■ Work instructions ■
Your reply should be only the number of lines in the records that contain the word "sharp".

__________________________________________________

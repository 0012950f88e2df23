//! End-to-end exercise of the analyze → override → update → transform
//! pipeline on a realistic text-to-image graph export.

use serde_json::json;

use comfy_graph::{
    analyze, apply_updates, to_execution_payload, GenerationOverrides, Semantic, WorkflowDocument,
};

fn text_to_image_graph() -> WorkflowDocument {
    WorkflowDocument::from_value(json!({
        "nodes": [
            {
                "id": 4,
                "type": "CheckpointLoaderSimple",
                "pos": [26, 474],
                "widgets_values": ["sd_xl_base_1.0.safetensors"]
            },
            {
                "id": 5,
                "type": "EmptyLatentImage",
                "widgets_values": [512, 512, 1]
            },
            {
                "id": 6,
                "type": "CLIPTextEncode",
                "title": "Positive Prompt",
                "widgets_values": ["a placeholder prompt, best quality"],
                "inputs": [{"name": "clip", "type": "CLIP", "link": 3}]
            },
            {
                "id": 7,
                "type": "CLIPTextEncode",
                "title": "Negative Prompt",
                "widgets_values": ["blurry, low quality"],
                "inputs": [{"name": "clip", "type": "CLIP", "link": 5}]
            },
            {
                "id": 3,
                "type": "KSampler",
                "widgets_values": [851616300011539u64, "randomize", 20, 8.0, "euler", "normal", 1.0],
                "inputs": [
                    {"name": "model", "type": "MODEL", "link": 1},
                    {"name": "positive", "type": "CONDITIONING", "link": 4},
                    {"name": "negative", "type": "CONDITIONING", "link": 6},
                    {"name": "latent_image", "type": "LATENT", "link": 2}
                ]
            },
            {
                "id": 8,
                "type": "VAEDecode",
                "inputs": [
                    {"name": "samples", "type": "LATENT", "link": 7},
                    {"name": "vae", "type": "VAE", "link": 8}
                ]
            },
            {
                "id": 9,
                "type": "SaveImage",
                "widgets_values": ["ComfyUI"],
                "inputs": [{"name": "images", "type": "IMAGE", "link": 9}]
            },
            {
                "id": 20,
                "type": "Note",
                "widgets_values": ["tuning notes, not executed"]
            }
        ],
        "links": [
            [1, 4, 0, 3, 0, "MODEL"],
            [2, 5, 0, 3, 3, "LATENT"],
            [3, 4, 1, 6, 0, "CLIP"],
            [4, 6, 0, 3, 1, "CONDITIONING"],
            [5, 4, 1, 7, 0, "CLIP"],
            [6, 7, 0, 3, 2, "CONDITIONING"],
            [7, 3, 0, 8, 0, "LATENT"],
            [8, 4, 2, 8, 1, "VAE"],
            [9, 8, 0, 9, 0, "IMAGE"]
        ],
        "extra_data": {"version": 0.4}
    }))
    .unwrap()
}

#[test]
fn analyze_override_update_transform() {
    let document = text_to_image_graph();

    let analysis = analyze(&document);
    assert!(analysis.has_valid_structure);
    assert!(analysis.errors.is_empty());
    assert_eq!(analysis.text_nodes.len(), 2);

    // The two prompt slots are routed by their titles.
    let positive = analysis
        .configurable
        .iter()
        .find(|p| p.node_id == "6" && p.name == "text")
        .unwrap();
    assert_eq!(positive.semantic, Semantic::Prompt);
    let negative = analysis
        .configurable
        .iter()
        .find(|p| p.node_id == "7" && p.name == "text")
        .unwrap();
    assert_eq!(negative.semantic, Semantic::NegativePrompt);

    let overrides = GenerationOverrides {
        prompt: Some("a lighthouse at dawn, volumetric light".to_string()),
        negative_prompt: Some("blurry, watermark".to_string()),
        width: Some(1024),
        height: Some(768),
        seed: Some(7),
        steps: Some(30),
        cfg: Some(6.5),
        ..Default::default()
    };
    let outcome = apply_updates(&document, &overrides.to_updates(&analysis));
    assert_eq!(outcome.skipped, Vec::<String>::new());
    assert_eq!(outcome.applied, 7);

    // The source document is untouched.
    let original_sampler = document.node("3").unwrap().widgets_values.as_ref().unwrap();
    assert_eq!(original_sampler.index(2), Some(&json!(20)));

    let transformed = to_execution_payload(&outcome.document);
    assert!(transformed.warnings.is_empty());
    // Note node dropped; everything else present.
    assert_eq!(transformed.payload.len(), 7);

    let sampler = transformed.payload.get("3").unwrap();
    assert_eq!(sampler.inputs.get("seed").unwrap().value(), Some(&json!(7)));
    assert_eq!(sampler.inputs.get("steps").unwrap().value(), Some(&json!(30)));
    assert_eq!(sampler.inputs.get("cfg").unwrap().value(), Some(&json!(6.5)));
    let positive = sampler.inputs.get("positive").unwrap().connection().unwrap();
    assert_eq!((positive.node_id.as_str(), positive.output_index), ("6", 0));

    let encode = transformed.payload.get("6").unwrap();
    assert_eq!(
        encode.inputs.get("text").unwrap().value(),
        Some(&json!("a lighthouse at dawn, volumetric light"))
    );
    // VAEDecode has no widget table entry and no widgets; connections only.
    let decode = transformed.payload.get("8").unwrap();
    assert_eq!(decode.inputs.len(), 2);
    assert!(decode.inputs.get("samples").unwrap().connection().is_some());
}
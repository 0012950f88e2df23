//! Text-prompt polarity classification.
//!
//! Text-encode nodes carry a single ambiguous text slot; whether it holds the
//! positive or the negative prompt is guessed from a deterministic ranking of
//! signals: node title substrings, then keyword matches against the text,
//! then a length fallback. This is best-effort and may misclassify; the
//! ranking, not correctness, is the contract.

use lazy_static::lazy_static;
use regex::RegexSet;
use serde::{Deserialize, Serialize};

/// Verdict of a polarity classification.
#[derive(Clone, Copy, Debug, PartialEq, Eq, Serialize, Deserialize)]
#[serde(rename_all = "snake_case")]
pub enum Polarity {
    Positive,
    Negative,
}

/// Which signal decided the verdict.
#[derive(Clone, Copy, Debug, PartialEq, Eq, Serialize, Deserialize)]
#[serde(rename_all = "snake_case")]
pub enum Signal {
    Title,
    Keywords,
    Length,
}

#[derive(Clone, Copy, Debug, PartialEq)]
pub struct Classification {
    pub polarity: Polarity,
    pub signal: Signal,
    pub confidence: f32,
}

/// Keywords that mark a prompt as quality-seeking (positive).
pub const DEFAULT_POSITIVE_KEYWORDS: &[&str] = &[
    "masterpiece",
    "best quality",
    "high quality",
    "highly detailed",
    "sharp focus",
    "photorealistic",
    "cinematic",
    "beautiful",
    "8k",
    "4k",
];

/// Keywords that mark a prompt as defect-listing (negative).
pub const DEFAULT_NEGATIVE_KEYWORDS: &[&str] = &[
    "blurry",
    "low quality",
    "worst quality",
    "poor quality",
    "lowres",
    "low resolution",
    "pixelated",
    "bad anatomy",
    "deformed",
    "disfigured",
    "distorted",
    "watermark",
    "signature",
    "jpeg artifacts",
    "ugly",
];

/// A polarity classifier over configurable keyword sets.
///
/// The keyword sets are plain data so tests can substitute fixtures; there is
/// no module-level state involved in classification.
#[derive(Clone, Debug)]
pub struct PromptClassifier {
    positive: RegexSet,
    negative: RegexSet,
}

impl Default for PromptClassifier {
    fn default() -> Self {
        DEFAULT_CLASSIFIER.clone()
    }
}

lazy_static! {
    static ref DEFAULT_CLASSIFIER: PromptClassifier =
        PromptClassifier::new(DEFAULT_POSITIVE_KEYWORDS, DEFAULT_NEGATIVE_KEYWORDS)
            .expect("default keyword sets compile");
}

impl PromptClassifier {
    /// Builds a classifier from keyword lists. Keywords are matched as
    /// case-insensitive whole words/phrases.
    pub fn new(positive: &[&str], negative: &[&str]) -> Result<Self, regex::Error> {
        Ok(Self {
            positive: keyword_set(positive)?,
            negative: keyword_set(negative)?,
        })
    }

    /// Classifies one text slot. Signals are consulted in a fixed order:
    ///
    /// 1. the node title, when it names a polarity outright;
    /// 2. keyword matches in the text, defect keywords first;
    /// 3. the length fallback: longer than 10 characters reads as positive.
    pub fn classify(&self, title: Option<&str>, text: &str) -> Classification {
        if let Some(title) = title {
            let title = title.to_lowercase();
            if title.contains("negative") {
                return Classification {
                    polarity: Polarity::Negative,
                    signal: Signal::Title,
                    confidence: 1.0,
                };
            }
            if title.contains("positive") {
                return Classification {
                    polarity: Polarity::Positive,
                    signal: Signal::Title,
                    confidence: 1.0,
                };
            }
        }
        if self.negative.is_match(text) {
            return Classification {
                polarity: Polarity::Negative,
                signal: Signal::Keywords,
                confidence: 0.8,
            };
        }
        if self.positive.is_match(text) {
            return Classification {
                polarity: Polarity::Positive,
                signal: Signal::Keywords,
                confidence: 0.8,
            };
        }
        Classification {
            polarity: if text.len() > 10 {
                Polarity::Positive
            } else {
                Polarity::Negative
            },
            signal: Signal::Length,
            confidence: 0.5,
        }
    }
}

fn keyword_set(keywords: &[&str]) -> Result<RegexSet, regex::Error> {
    RegexSet::new(
        keywords
            .iter()
            .map(|k| format!(r"(?i)\b{}\b", regex::escape(k))),
    )
}

#[cfg(test)]
mod tests {
    use super::*;

    #[test]
    fn title_outranks_keywords() {
        let classifier = PromptClassifier::default();
        // The text screams positive, but the title says otherwise.
        let c = classifier.classify(Some("Negative Prompt"), "masterpiece, best quality");
        assert_eq!(c.polarity, Polarity::Negative);
        assert_eq!(c.signal, Signal::Title);
    }

    #[test]
    fn defect_keywords_classify_as_negative() {
        let classifier = PromptClassifier::default();
        let c = classifier.classify(None, "blurry, low quality");
        assert_eq!(c.polarity, Polarity::Negative);
        assert_eq!(c.signal, Signal::Keywords);
    }

    #[test]
    fn quality_keywords_classify_as_positive() {
        let classifier = PromptClassifier::default();
        let c = classifier.classify(None, "a portrait, best quality, sharp focus");
        assert_eq!(c.polarity, Polarity::Positive);
        assert_eq!(c.signal, Signal::Keywords);
    }

    #[test]
    fn length_fallback_when_no_signal_matches() {
        let classifier = PromptClassifier::default();
        let long = classifier.classify(None, "a cat sitting on a windowsill at dusk");
        assert_eq!(long.polarity, Polarity::Positive);
        assert_eq!(long.signal, Signal::Length);

        let short = classifier.classify(None, "a cat");
        assert_eq!(short.polarity, Polarity::Negative);
        assert_eq!(short.signal, Signal::Length);
    }

    #[test]
    fn substituted_keyword_sets_are_honored() {
        let classifier = PromptClassifier::new(&["gold"], &["lead"]).unwrap();
        assert_eq!(
            classifier.classify(None, "turn lead into something").polarity,
            Polarity::Negative
        );
        assert_eq!(
            classifier.classify(None, "pure gold").polarity,
            Polarity::Positive
        );
        // Default keywords mean nothing to a substituted classifier.
        assert_eq!(
            classifier.classify(None, "blurry painting").signal,
            Signal::Length
        );
    }

    #[test]
    fn keywords_match_case_insensitively_as_phrases() {
        let classifier = PromptClassifier::default();
        let c = classifier.classify(None, "BLURRY mess");
        assert_eq!(c.polarity, Polarity::Negative);
        // "quality" alone is not a defect keyword.
        let c = classifier.classify(None, "museum quality print of a landscape");
        assert_eq!(c.polarity, Polarity::Positive);
    }
}
use anyhow::Context;
use reqwest::Url;
use serde::Serialize;
use serde_with::skip_serializing_none;

use crate::models::FileInfo;

/// Query parameters for the `view` endpoint.
#[skip_serializing_none]
#[derive(Serialize, Debug, Clone)]
pub struct ViewQuery {
    pub filename: String,
    pub subfolder: Option<String>,
    #[serde(rename = "type")]
    pub location: Option<String>,
}

impl From<&FileInfo> for ViewQuery {
    fn from(file: &FileInfo) -> Self {
        Self {
            filename: file.filename.clone(),
            subfolder: (!file.subfolder.is_empty()).then(|| file.subfolder.clone()),
            location: file.location.clone().or_else(|| Some("output".to_string())),
        }
    }
}

/// Struct representing a connection to the ComfyUI API `view` endpoint.
#[derive(Clone, Debug)]
pub struct ViewApi {
    client: reqwest::Client,
    endpoint: Url,
}

impl ViewApi {
    /// Constructs a new `ViewApi` client with a given `reqwest::Client` and ComfyUI API
    /// endpoint `String`.
    ///
    /// # Arguments
    ///
    /// * `client` - A `reqwest::Client` used to send requests.
    /// * `endpoint` - A `String` representation of the endpoint url.
    ///
    /// # Errors
    ///
    /// If the URL fails to parse, an error will be returned.
    pub fn new(client: reqwest::Client, endpoint: String) -> anyhow::Result<Self> {
        Ok(Self::new_with_url(
            client,
            Url::parse(&endpoint).context("failed to parse endpoint url")?,
        ))
    }

    /// Constructs a new `ViewApi` client with a given `reqwest::Client` and endpoint `Url`.
    pub fn new_with_url(client: reqwest::Client, endpoint: Url) -> Self {
        Self { client, endpoint }
    }

    /// Downloads a generated file.
    ///
    /// # Arguments
    ///
    /// * `query` - A `ViewQuery` identifying the file to fetch.
    ///
    /// # Returns
    ///
    /// A `Result` containing the file bytes on success, or an error if the request failed.
    pub async fn get(&self, query: &ViewQuery) -> anyhow::Result<Vec<u8>> {
        let response = self
            .client
            .get(self.endpoint.clone())
            .query(query)
            .send()
            .await
            .context("failed to send request")?;
        if response.status().is_success() {
            return Ok(response
                .bytes()
                .await
                .context("failed to get bytes")?
                .to_vec());
        }
        let status = response.status();
        let text = response
            .text()
            .await
            .context("failed to get response text")?;
        Err(anyhow::anyhow!(
            "got error code: {}, message text: {}",
            status,
            text
        ))
    }
}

__________________________________________________

■ Exercise output ■
2